Writers: Calif Chong

Director: Calif Chong and Jackie Lam

A novel take on a British immigrant narrative, High Wire suffers from ambitions beyond its budget as a second-generation Hong Kong woman seeks refuge in the circus. Calif Chong’s carefully made film is an engaging watch, but its sentimentality seems a little too familiar despite the presence of the Big Top pitched in a Yorkshire village.

Go-wing is struggling to finish her law degree and work every night in her father’s Chinese takeaway. She’s already missed one important exam, and the university wants money if she is to resit it. Each evening, she must take orders from drunken customers and field racially-motivated telephone calls. She has a list of phone numbers from suspected prank callers. But one day, a circus comes to town.

When she cycles in the middle of the night to deliver the circus performers’ food, Go-wing discovers that they are holding auditions in a few days and one of the acrobats suggests that she try out on her roller-skates. She gets the gig, but soon sets her aim higher. Can she somehow roller skate on the high wire?

But Go-wing’s father wants her to be a lawyer; he came to Britain so that his family would have a better life. His late wife – Go-wing’s mother – gave up her career as a World Champion figure skater when she reached Britain. So as not to disappoint her father, Go-wing begins a life of subterfuge.
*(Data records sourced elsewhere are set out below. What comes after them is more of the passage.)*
//! Freefall — a minimal host simulation built on the framework.
//!
//! Declares a `Ball` entity variant and the usual suspects (`Position`,
//! `Velocity`, `Name`), registers a few balls, binds an update callback
//! for `Velocity`, and drives a fixed number of ticks. Each tick applies
//! gravity to the velocity and integrates the position.

use anyhow::Result;
use tracing::info;
use tracing_subscriber::EnvFilter;

use components::{Name, Position, Velocity};
use ecs_component::{ComponentStore, Entity};
use ecs_registry::{Registry, Signal};

const GRAVITY: f32 = -9.81;
const DT: f32 = 1.0 / 60.0;
const TICKS: u32 = 120;

/// A ball in freefall.
#[derive(Default)]
struct Ball {
    components: ComponentStore,
}

impl Entity for Ball {
    fn components(&self) -> &ComponentStore {
        &self.components
    }

    fn components_mut(&mut self) -> &mut ComponentStore {
        &mut self.components
    }
}

fn main() -> Result<()> {
    // Initialise structured logging.
    tracing_subscriber::fmt()
        .with_env_filter(EnvFilter::from_default_env().add_directive("freefall=info".parse()?))
        .init();

    info!("freefall simulation starting");

    let mut registry = Registry::new();

    for (label, x) in [("left", -1.0f32), ("middle", 0.0), ("right", 1.0)] {
        let ball = registry.spawn(Ball::default());
        let mut entity = ball.borrow_mut();
        let store = entity.components_mut();
        store.insert(Name::new(label))?;
        store.insert(Position::new(x, 10.0))?;
        store.insert(Velocity::default())?;
    }

    // An anchor without Velocity: queries and dispatch must skip it.
    let anchor = registry.spawn(Ball::default());
    anchor
        .borrow_mut()
        .components_mut()
        .insert(Name::new("anchor"))?;

    info!(
        live = registry.len(),
        falling = registry.entities_with::<Velocity>().len(),
        "world populated"
    );

    // Gravity + integration, driven per tick for every Velocity holder.
    registry.connect::<Velocity>(Signal::Update, |entity| {
        let mut entity = entity.borrow_mut();
        let store = entity.components_mut();
        let dy = if let Some(velocity) = store.get_mut::<Velocity>() {
            velocity.y += GRAVITY * DT;
            velocity.y * DT
        } else {
            0.0
        };
        if let Some(position) = store.get_mut::<Position>() {
            position.y += dy;
        }
    });

    for _ in 0..TICKS {
        registry.update::<Velocity>();
    }

    for handle in registry.entities_with::<Position>() {
        let entity = handle.borrow();
        let store = entity.components();
        let label = store.get::<Name>().map_or("?", |n| n.value.as_str());
        if let Some(position) = store.get::<Position>() {
            info!(ball = label, x = position.x, y = position.y, "final state");
        }
    }

    registry.unregister_all();
    info!("freefall simulation shut down");
    Ok(())
}
//! Signal kinds and the per-component-type binding table.
//!
//! A binding maps a `(component type, signal kind)` pair to one callback
//! taking an entity handle. The table supports registration and lookup
//! only — there is no disconnect, and re-connecting a pair silently
//! overwrites the previous binding (last write wins).

use std::collections::HashMap;

use tracing::debug;

use ecs_component::{Component, ComponentTypeId, EntityHandle};

/// The signal kinds a callback can be bound to.
///
/// Only `Update` exists today; the table is keyed by the full pair so
/// future kinds extend this enum without touching the table.
#[derive(Debug, Clone, Copy, PartialEq, Eq, Hash)]
pub enum Signal {
    /// The per-tick update hook, dispatched by [`crate::Registry::update`].
    Update,
}

/// A callback bound to a `(component type, signal)` pair.
pub type SignalFn = Box<dyn Fn(&EntityHandle)>;

/// The binding table: one callback per `(component type, signal)` pair.
#[derive(Default)]
pub struct SignalTable {
    bindings: HashMap<(ComponentTypeId, Signal), SignalFn>,
}

impl SignalTable {
    /// Create an empty table.
    #[must_use]
    pub fn new() -> Self {
        Self {
            bindings: HashMap::new(),
        }
    }

    /// Bind `callback` to `(C, signal)`, silently replacing any previous
    /// binding for that pair.
    pub fn connect<C: Component>(
        &mut self,
        signal: Signal,
        callback: impl Fn(&EntityHandle) + 'static,
    ) {
        let key = (C::component_type_id(), signal);
        let replaced = self
            .bindings
            .insert(key, Box::new(callback))
            .is_some();
        debug!(
            component = C::type_name(),
            ?signal,
            replaced,
            "signal connected"
        );
    }

    /// Look up the binding for `(type_id, signal)`.
    #[must_use]
    pub fn get(&self, type_id: ComponentTypeId, signal: Signal) -> Option<&SignalFn> {
        self.bindings.get(&(type_id, signal))
    }

    /// Returns `true` if `(C, signal)` has a binding.
    #[must_use]
    pub fn is_connected<C: Component>(&self, signal: Signal) -> bool {
        self.bindings.contains_key(&(C::component_type_id(), signal))
    }

    /// Returns the number of bindings in the table.
    #[must_use]
    pub fn len(&self) -> usize {
        self.bindings.len()
    }

    /// Returns `true` if the table has no bindings.
    #[must_use]
    pub fn is_empty(&self) -> bool {
        self.bindings.is_empty()
    }
}

impl std::fmt::Debug for SignalTable {
    fn fmt(&self, f: &mut std::fmt::Formatter<'_>) -> std::fmt::Result {
        f.debug_struct("SignalTable")
            .field("bindings", &self.bindings.len())
            .finish()
    }
}

#[cfg(test)]
mod tests {
    use std::cell::Cell;
    use std::rc::Rc;

    use super::*;

    #[derive(Debug, Default)]
    struct Velocity;

    impl Component for Velocity {
        fn type_name() -> &'static str {
            "Velocity"
        }
    }

    #[derive(Debug, Default)]
    struct Position;

    impl Component for Position {
        fn type_name() -> &'static str {
            "Position"
        }
    }

    #[test]
    fn test_connect_and_lookup() {
        let mut table = SignalTable::new();
        assert!(table.is_empty());

        table.connect::<Velocity>(Signal::Update, |_| {});
        assert!(table.is_connected::<Velocity>(Signal::Update));
        assert!(!table.is_connected::<Position>(Signal::Update));
        assert!(
            table
                .get(Velocity::component_type_id(), Signal::Update)
                .is_some()
        );
        assert_eq!(table.len(), 1);
    }

    #[test]
    fn test_reconnect_overwrites_silently() {
        let hits = Rc::new(Cell::new(0u32));

        let mut table = SignalTable::new();
        {
            let hits = hits.clone();
            table.connect::<Velocity>(Signal::Update, move |_| hits.set(hits.get() + 1));
        }
        {
            let hits = hits.clone();
            table.connect::<Velocity>(Signal::Update, move |_| hits.set(hits.get() + 100));
        }
        assert_eq!(table.len(), 1);

        let entity = EntityHandle::new(Dummy::default());
        let callback = table
            .get(Velocity::component_type_id(), Signal::Update)
            .unwrap();
        callback(&entity);
        // Only the last-connected callback runs.
        assert_eq!(hits.get(), 100);
    }

    #[derive(Default)]
    struct Dummy {
        components: ecs_component::ComponentStore,
    }

    impl ecs_component::Entity for Dummy {
        fn components(&self) -> &ecs_component::ComponentStore {
            &self.components
        }

        fn components_mut(&mut self) -> &mut ecs_component::ComponentStore {
            &mut self.components
        }
    }
}
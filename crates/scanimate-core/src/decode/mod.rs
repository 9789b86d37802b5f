//! Raster loading for Scanimate.
//!
//! This module turns input files (or in-memory buffers) into RGBA [`Raster`]s:
//! - PNG (lossless) and JPEG (lossy) are supported
//! - The format is detected from the file content, never from the extension
//! - Every decoded image is converted to 8-bit RGBA
//!
//! # Examples
//!
//! ```ignore
//! use scanimate_core::decode::load_raster;
//!
//! let raster = load_raster("frame-1.png").unwrap();
//! println!("Loaded {}x{} image", raster.width, raster.height);
//! ```
//!
//! [`Raster`]: crate::Raster

mod loader;
mod types;

pub use loader::{decode_raster, load_raster};
pub use types::DecodeError;
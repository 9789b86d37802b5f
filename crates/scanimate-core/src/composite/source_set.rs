//! Ordered, size-checked collection of source rasters.

use super::BarLayout;
use crate::error::{GenerateError, GenerateResult};
use crate::Raster;

/// Ordered source rasters sharing one size that the bar width divides.
///
/// The first raster is the reference: its dimensions are the dimensions of
/// the whole set. Order decides which image each bar is taken from.
#[derive(Debug, Clone)]
pub struct SourceSet {
    images: Vec<Raster>,
    bar_width: u32,
}

impl SourceSet {
    /// Start a set from its reference raster.
    ///
    /// # Errors
    ///
    /// Returns `GenerateError::InvalidPixelData` if the reference buffer does
    /// not match its dimensions, and `GenerateError::BarWidthMismatch` if
    /// `bar_width` is zero or does not evenly divide the reference width.
    pub fn new(reference: Raster, bar_width: u32) -> GenerateResult<Self> {
        check_buffer(0, &reference)?;
        check_bar_width(reference.width, bar_width)?;
        Ok(Self {
            images: vec![reference],
            bar_width,
        })
    }

    /// Build a set from already decoded rasters, applying every check in order.
    ///
    /// # Errors
    ///
    /// `GenerateError::NoImages` for an empty list, then the errors of
    /// [`SourceSet::new`] and [`SourceSet::push`].
    pub fn from_rasters(rasters: Vec<Raster>, bar_width: u32) -> GenerateResult<Self> {
        let mut rasters = rasters.into_iter();
        let reference = rasters.next().ok_or(GenerateError::NoImages)?;

        let mut set = Self::new(reference, bar_width)?;
        for raster in rasters {
            set.push(raster)?;
        }
        Ok(set)
    }

    /// Append the next raster.
    ///
    /// # Errors
    ///
    /// Returns `GenerateError::SizeMismatch`, naming the index the raster would
    /// have had, if its size differs from the reference, and
    /// `GenerateError::InvalidPixelData` if its buffer is the wrong length.
    pub fn push(&mut self, raster: Raster) -> GenerateResult<()> {
        let index = self.images.len();
        let (expected_width, expected_height) = self.dimensions();
        if raster.width != expected_width || raster.height != expected_height {
            return Err(GenerateError::SizeMismatch {
                index,
                expected_width,
                expected_height,
                width: raster.width,
                height: raster.height,
            });
        }
        check_buffer(index, &raster)?;
        self.images.push(raster);
        Ok(())
    }

    /// Reference dimensions shared by every raster.
    pub fn dimensions(&self) -> (u32, u32) {
        self.images[0].dimensions()
    }

    pub fn bar_width(&self) -> u32 {
        self.bar_width
    }

    pub fn len(&self) -> usize {
        self.images.len()
    }

    /// Always false: a set holds at least its reference raster.
    pub fn is_empty(&self) -> bool {
        self.images.is_empty()
    }

    pub fn images(&self) -> &[Raster] {
        &self.images
    }

    pub fn layout(&self) -> BarLayout {
        let (width, height) = self.dimensions();
        BarLayout::new(width, height, self.bar_width, self.images.len())
    }
}

fn check_buffer(index: usize, raster: &Raster) -> GenerateResult<()> {
    let expected = raster.expected_len();
    if raster.pixels.len() != expected {
        return Err(GenerateError::InvalidPixelData {
            index,
            expected,
            actual: raster.pixels.len(),
        });
    }
    Ok(())
}

fn check_bar_width(width: u32, bar_width: u32) -> GenerateResult<()> {
    if bar_width == 0 || width % bar_width != 0 {
        return Err(GenerateError::BarWidthMismatch { width, bar_width });
    }
    Ok(())
}
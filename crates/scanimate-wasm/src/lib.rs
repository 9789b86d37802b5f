//! Scanimate WASM - WebAssembly bindings for Scanimate
//!
//! This crate exposes scanimate-core to JavaScript/TypeScript. Everything
//! works on in-memory buffers; the page decides where the results go.
//!
//! # Module Structure
//!
//! - `types` - WASM-compatible wrappers for rasters and results
//! - `image` - raster decode and PNG encode bindings
//! - `generate` - barrier-grid generation bindings
//!
//! # Usage
//!
//! ```typescript
//! import init, { generate_barrier_grid } from '@scanimate/wasm';
//!
//! await init();
//! const grid = generate_barrier_grid(frames, 10);
//! console.log(`${grid.bar_count} bars from ${grid.image_count} images`);
//! ```

use wasm_bindgen::prelude::*;

mod generate;
mod image;
mod types;

pub use generate::{generate_barrier_grid, generate_barrier_grid_with, JsGridOptions};
pub use image::{decode_image, encode_png};
pub use types::{JsBarrierGrid, JsRaster};

/// Get the version of the WASM module
#[wasm_bindgen]
pub fn version() -> String {
    env!("CARGO_PKG_VERSION").to_string()
}

#[cfg(test)]
mod tests {
    use super::*;

    #[test]
    fn test_version() {
        assert!(!version().is_empty());
    }
}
She’s aided in this deception by Eddie, the son of her father’s friend. As she has discovered that he is gay, Go-wing initially blackmails him into pretending that he has found an internship for her, ferrying her to the circus and helping out in her father’s kitchen. This act of blackmail is conveniently brushed aside when the pair become friends, but it still leaves a bitter taste for the viewer.

In the midst of all this work – circus training, working at the takeaway in the evening and studying after the shop closes – Go-wing struggles to maintain a social life. Her so-called friends, apart from one, are racist bullies, and an argument at a party escalates into a hate crime. It’s not worth calling the police, Go-wing surmises, as they will do nothing.

The prejudices of a small town and the expectations placed on East-Asian children are captured well in High Wire. Isabella Wei leads the cast with a sensitive portrayal of a young woman battling to be accepted in the world. She carries the film completely. There is good work, too, from Ka-Wah Lam, who is both funny and moving in his role as the father. Occasionally, his character dips into caricature, but Lam gives him enough warmth that the viewer doesn’t mind too much.

However, the circus scenes are less convincing. It’s best not to worry about why a circus would overwinter in a North Yorkshire village or why there are so few performers in the troupe. Still, Alina Kovalenko brings a laconic presence to her role as Bori. The showstopping finale is underwhelming and appears to have been filmed somewhere else entirely, probably on a computer. More exciting than the trick on the high wire is the curtain call.

High Wire is an impressive debut feature for Chong, but the idea that an outcast will only find solace in a community of other outcasts who live in a circus is a tired metaphor.

High Wire is screening at the BFI London Film Festival 2025 from 8-19 October.